The federal Centers for Disease Control and Prevention reported in February that deaths from AIDS-related symptoms fell 44% during the first half of 1997, compared to the year before. In Orange County there were 36.9% fewer AIDS deaths for the same period, according to the Orange County Health Care Agency. Like so many others with AIDS who were not expected to survive, Filia said his life is still in limbo.

He is well enough to work part time, but he can’t risk losing SSI or Medicaid by earning a part-time salary. He takes $15,000 worth of pills a year to fight the virus, and that does not include other medical costs. Finding an employer willing to hire someone like himself with AIDS, offer adequate health insurance and allow the flexibility to work the hours his illness requires has proved impossible so far, he said.
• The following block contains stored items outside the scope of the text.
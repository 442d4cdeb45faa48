//! Error types for the deckcode CLI.
//!
//! All errors use thiserror; the binary wraps them in `anyhow` at the top level.

use deckcode_catalog::CatalogError;
use deckcode_formats::{DecodingError, EncodingError};
use std::path::PathBuf;
use thiserror::Error;

/// Configuration-related errors.
#[derive(Debug, Error)]
pub enum ConfigError {
    /// Payload version other than 1 or 2
    #[error("Unsupported payload version {0}: expected 1 or 2")]
    UnsupportedVersion(u8),

    /// zlib level above 9
    #[error("Invalid compression level {0}: expected 0-9")]
    InvalidCompressionLevel(u32),

    /// Catalog path does not name a file
    #[error("Catalog file not found: {}", .0.display())]
    MissingCatalog(PathBuf),

    /// Deck input argument is blank
    #[error("Deck input is empty")]
    EmptyInput,
}

/// Command execution errors.
#[derive(Debug, Error)]
pub enum CliError {
    /// Invalid configuration
    #[error(transparent)]
    Config(#[from] ConfigError),

    /// Failed to read the deck input
    #[error("Failed to read input {source_name}: {source}")]
    InputFailed {
        /// Where the input came from ("stdin" or a path)
        source_name: String,
        /// Underlying I/O error
        #[source]
        source: std::io::Error,
    },

    /// Failed to write the output file
    #[error("Failed to write output to {path}: {source}")]
    OutputFailed {
        /// Output path
        path: PathBuf,
        /// Underlying I/O error
        #[source]
        source: std::io::Error,
    },

    /// Input is not a valid deck
    #[error("Invalid deck: {0}")]
    Decode(#[from] DecodingError),

    /// Deck cannot be written in the requested format
    #[error("Cannot export deck: {0}")]
    Encode(#[from] EncodingError),

    /// Catalog could not be loaded
    #[error(transparent)]
    Catalog(#[from] CatalogError),

    /// JSON rendering failed
    #[error("Failed to render JSON: {0}")]
    Json(#[from] serde_json::Error),
}

/// Result type for CLI operations.
pub type Result<T> = std::result::Result<T, CliError>;
//! Routing table
//!
//! One [`RouteRecord`] per destination. Records are handed out by value:
//! callers look a record up, change the copy, and write it back with
//! [`RoutingTable::update`].
//!
//! Expiry is lazy. Every lookup and mutation first runs [`RoutingTable::purge`],
//! which moves expired VALID records to INVALID with a fresh deletion
//! deadline and deletes expired INVALID records. IN_SEARCH records are left
//! alone; their lifetime is owned by the discovery retry timer.

use std::collections::BTreeMap;
use std::fmt::Write as _;
use std::net::Ipv6Addr;
use std::time::Duration;

use derive_more::Display;
use madaodv_core::{InterfaceIndex, Route};
use serde::{Deserialize, Serialize};

/// Route state
#[derive(Debug, Display, Clone, Copy, PartialEq, Eq, Hash, Serialize, Deserialize)]
pub enum RouteFlag {
    #[display("UP")]
    Valid,
    #[display("DOWN")]
    Invalid,
    #[display("IN_SEARCH")]
    InSearch,
}

/// `now + lifetime`, saturating for records that never expire
pub fn expiry_after(now: Duration, lifetime: Duration) -> Duration {
    now.saturating_add(lifetime)
}

/// A route to one destination
#[derive(Debug, Clone, PartialEq, Eq)]
pub struct RouteRecord {
    pub destination: Ipv6Addr,
    pub next_hop: Ipv6Addr,
    pub interface: InterfaceIndex,
    /// Address of `interface`, used as source when originating
    pub source: Ipv6Addr,
    pub valid_seqno: bool,
    pub seqno: u32,
    pub hops: u16,
    pub flag: RouteFlag,
    /// Absolute expiry
    pub expires: Duration,
    /// Discovery attempts made at the network diameter
    pub rreq_count: u32,
    /// The destination is (or stands in for) a gateway
    pub gateway: bool,
    precursors: Vec<Ipv6Addr>,
    blacklisted_until: Option<Duration>,
}

impl RouteRecord {
    /// A VALID record with no sequence number that expires immediately
    pub fn new(
        destination: Ipv6Addr,
        next_hop: Ipv6Addr,
        interface: InterfaceIndex,
        source: Ipv6Addr,
    ) -> Self {
        Self {
            destination,
            next_hop,
            interface,
            source,
            valid_seqno: false,
            seqno: 0,
            hops: 0,
            flag: RouteFlag::Valid,
            expires: Duration::ZERO,
            rreq_count: 0,
            gateway: false,
            precursors: Vec::new(),
            blacklisted_until: None,
        }
    }

    pub fn with_hops(mut self, hops: u16) -> Self {
        self.hops = hops;
        self
    }

    pub fn with_seqno(mut self, seqno: u32, valid: bool) -> Self {
        self.seqno = seqno;
        self.valid_seqno = valid;
        self
    }

    pub fn with_lifetime(mut self, lifetime: Duration, now: Duration) -> Self {
        self.set_lifetime(lifetime, now);
        self
    }

    pub fn with_flag(mut self, flag: RouteFlag) -> Self {
        self.flag = flag;
        self
    }

    pub fn with_gateway(mut self, gateway: bool) -> Self {
        self.gateway = gateway;
        self
    }

    /// Expire `lifetime` from `now`
    pub fn set_lifetime(&mut self, lifetime: Duration, now: Duration) {
        self.expires = expiry_after(now, lifetime);
    }

    /// Time left before expiry, zero once elapsed
    pub fn lifetime(&self, now: Duration) -> Duration {
        self.expires.saturating_sub(now)
    }

    pub fn is_valid(&self) -> bool {
        self.flag == RouteFlag::Valid
    }

    /// Add a precursor. Returns `false` if it was already present.
    pub fn insert_precursor(&mut self, addr: Ipv6Addr) -> bool {
        if self.lookup_precursor(addr) {
            return false;
        }
        self.precursors.push(addr);
        true
    }

    pub fn lookup_precursor(&self, addr: Ipv6Addr) -> bool {
        self.precursors.contains(&addr)
    }

    pub fn delete_precursor(&mut self, addr: Ipv6Addr) -> bool {
        let before = self.precursors.len();
        self.precursors.retain(|p| *p != addr);
        self.precursors.len() != before
    }

    pub fn delete_all_precursors(&mut self) {
        self.precursors.clear();
    }

    pub fn precursors(&self) -> &[Ipv6Addr] {
        &self.precursors
    }

    /// Append this record's precursors to `into`, skipping ones already there
    pub fn collect_precursors(&self, into: &mut Vec<Ipv6Addr>) {
        for p in &self.precursors {
            if !into.contains(p) {
                into.push(*p);
            }
        }
    }

    /// Whether the link to this neighbor is blacklisted at `now`
    pub fn is_unidirectional(&self, now: Duration) -> bool {
        self.blacklisted_until.is_some_and(|until| now < until)
    }

    pub fn blacklisted_until(&self) -> Option<Duration> {
        self.blacklisted_until
    }

    pub fn blacklist_until(&mut self, until: Duration) {
        self.blacklisted_until = Some(until);
    }

    pub fn clear_blacklist(&mut self) {
        self.blacklisted_until = None;
    }

    /// Move to INVALID with a deletion deadline. INVALID records are untouched.
    pub fn invalidate(&mut self, bad_link_lifetime: Duration, now: Duration) {
        if self.flag == RouteFlag::Invalid {
            return;
        }
        self.flag = RouteFlag::Invalid;
        self.rreq_count = 0;
        self.set_lifetime(bad_link_lifetime, now);
    }

    /// The forwarding decision this record represents
    pub fn route(&self) -> Route {
        Route {
            destination: self.destination,
            gateway: self.next_hop,
            source: self.source,
            interface: self.interface,
        }
    }

    fn print_row(&self, now: Duration, out: &mut String) {
        let expire = if self.expires == Duration::MAX {
            "inf".to_string()
        } else {
            let remaining = self.expires.as_secs_f64() - now.as_secs_f64();
            format!("{remaining:.2}s")
        };
        // Writing to a String cannot fail
        let _ = writeln!(
            out,
            "{:<16}{:<16}{:<16}{:<16}{:<16}{}",
            self.destination.to_string(),
            self.next_hop.to_string(),
            self.source.to_string(),
            self.flag.to_string(),
            expire,
            self.hops
        );
    }
}

/// Destination-keyed route store
#[derive(Debug, Clone)]
pub struct RoutingTable {
    entries: BTreeMap<Ipv6Addr, RouteRecord>,
    /// Deletion deadline given to invalidated records
    bad_link_lifetime: Duration,
}

impl RoutingTable {
    pub fn new(bad_link_lifetime: Duration) -> Self {
        Self {
            entries: BTreeMap::new(),
            bad_link_lifetime,
        }
    }

    pub fn bad_link_lifetime(&self) -> Duration {
        self.bad_link_lifetime
    }

    pub fn set_bad_link_lifetime(&mut self, lifetime: Duration) {
        self.bad_link_lifetime = lifetime;
    }

    /// Copy of the record for `dst`, in any state
    pub fn lookup(&mut self, dst: Ipv6Addr, now: Duration) -> Option<RouteRecord> {
        self.purge(now);
        self.entries.get(&dst).cloned()
    }

    /// Copy of the record for `dst` if it is VALID
    pub fn lookup_valid(&mut self, dst: Ipv6Addr, now: Duration) -> Option<RouteRecord> {
        self.lookup(dst, now).filter(RouteRecord::is_valid)
    }

    /// Add a record. Fails if the destination already has one.
    pub fn insert(&mut self, mut record: RouteRecord, now: Duration) -> bool {
        self.purge(now);
        if self.entries.contains_key(&record.destination) {
            return false;
        }
        if record.flag != RouteFlag::InSearch {
            record.rreq_count = 0;
        }
        self.entries.insert(record.destination, record);
        true
    }

    /// Replace the stored record. Fails if the destination has none.
    pub fn update(&mut self, mut record: RouteRecord, now: Duration) -> bool {
        self.purge(now);
        let Some(slot) = self.entries.get_mut(&record.destination) else {
            return false;
        };
        if record.flag != RouteFlag::InSearch {
            record.rreq_count = 0;
        }
        *slot = record;
        true
    }

    /// Set the state of a record and reset its retry counter
    pub fn set_state(&mut self, dst: Ipv6Addr, flag: RouteFlag, now: Duration) -> bool {
        self.purge(now);
        match self.entries.get_mut(&dst) {
            Some(record) => {
                record.flag = flag;
                record.rreq_count = 0;
                true
            }
            None => false,
        }
    }

    pub fn delete_route(&mut self, dst: Ipv6Addr, now: Duration) -> bool {
        self.purge(now);
        self.entries.remove(&dst).is_some()
    }

    /// Destinations, with their sequence numbers, routed through `next_hop`
    pub fn neighbors_using(&mut self, next_hop: Ipv6Addr, now: Duration) -> BTreeMap<Ipv6Addr, u32> {
        self.purge(now);
        self.entries
            .values()
            .filter(|r| r.next_hop == next_hop)
            .map(|r| (r.destination, r.seqno))
            .collect()
    }

    /// Invalidate the VALID records among `unreachable`
    pub fn invalidate(&mut self, unreachable: &BTreeMap<Ipv6Addr, u32>, now: Duration) {
        self.purge(now);
        let bad_link = self.bad_link_lifetime;
        for dst in unreachable.keys() {
            if let Some(record) = self.entries.get_mut(dst) {
                if record.flag == RouteFlag::Valid {
                    record.invalidate(bad_link, now);
                }
            }
        }
    }

    /// Drop every record that leaves through `interface`
    pub fn delete_all_routes_from_interface(&mut self, interface: InterfaceIndex) {
        self.entries.retain(|_, r| r.interface != interface);
    }

    /// Blacklist a neighbor whose link proved unidirectional
    pub fn mark_unidirectional(&mut self, neighbor: Ipv6Addr, timeout: Duration, now: Duration) -> bool {
        match self.entries.get_mut(&neighbor) {
            Some(record) => {
                record.blacklist_until(expiry_after(now, timeout));
                record.rreq_count = 0;
                true
            }
            None => false,
        }
    }

    /// First gateway record still being searched for
    pub fn find_gateway_in_search(&mut self, now: Duration) -> Option<RouteRecord> {
        self.purge(now);
        self.entries
            .values()
            .find(|r| r.gateway && r.flag == RouteFlag::InSearch)
            .cloned()
    }

    /// First usable gateway route
    pub fn find_active_gateway(&mut self, now: Duration) -> Option<RouteRecord> {
        self.purge(now);
        self.entries
            .values()
            .find(|r| r.gateway && r.flag == RouteFlag::Valid)
            .cloned()
    }

    pub fn purge(&mut self, now: Duration) {
        let bad_link = self.bad_link_lifetime;
        self.entries.retain(|_, record| {
            if record.expires >= now {
                return true;
            }
            match record.flag {
                RouteFlag::Invalid => false,
                RouteFlag::Valid => {
                    record.invalidate(bad_link, now);
                    true
                }
                RouteFlag::InSearch => true,
            }
        });
    }

    pub fn clear(&mut self) {
        self.entries.clear();
    }

    pub fn len(&self) -> usize {
        self.entries.len()
    }

    pub fn is_empty(&self) -> bool {
        self.entries.is_empty()
    }

    /// All records in destination order, without purging
    pub fn records(&self) -> impl Iterator<Item = &RouteRecord> {
        self.entries.values()
    }

    /// Render the table as it would look after a purge at `now`
    pub fn print(&self, now: Duration) -> String {
        let mut snapshot = self.clone();
        snapshot.purge(now);

        let mut out = String::from("\nAODV Routing table\n");
        // Writing to a String cannot fail
        let _ = writeln!(
            out,
            "{:<16}{:<16}{:<16}{:<16}{:<16}Hops",
            "Destination", "Gateway", "Interface", "Flag", "Expire"
        );
        for record in snapshot.entries.values() {
            record.print_row(now, &mut out);
        }
        out.push('\n');
        out
    }
}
“Society has made some advances, but not nearly enough,” he said. “I’d love to go to work and get a job and go back to being just an everyday, average Joe. But there’s so many roadblocks ahead of me. It’s still very hard to think about the future.”

Advertisement

(BEGIN TEXT OF INFOBOX / INFOGRAPHIC)

Profile: Joe Filia

Age: 36

Hometown: Anaheim

Residence: Anaheim

Education: Studies at Cal Poly Pomona; training in animal health care

Background: Began working at animal hospitals at age 16; animal health technician at Del Rio Animal Hospital, Fullerton, 1977-79; worked for numerous veterinarians and pet stores in Southern and Northern California, 1979-1989; opened Tustin pet store called Pets West, 1989; closed business in 1992 because of illness

AIDS Activism: Client volunteer at AIDS Services Foundation Orange County (ASF); ASF public policy committee member, involved in lobbying efforts and letter-writing campaigns through 11-year-old organization’s Speak Up! program to encourage legislation regarding workplace rights and other issues; helped create World AIDS Day resolution calling for end to AIDS discrimination, adopted by county Board of Supervisors in December 1997; member, HIV Planning Council of Orange County, appointed by Board of Supervisors in January to a two-year term

On AIDS and employment: “I want to be a productive member of society. The government has paid all this money to help me get better, yet there are no real back-to-work programs out there for people like me. It’s hard to find an understanding employer.”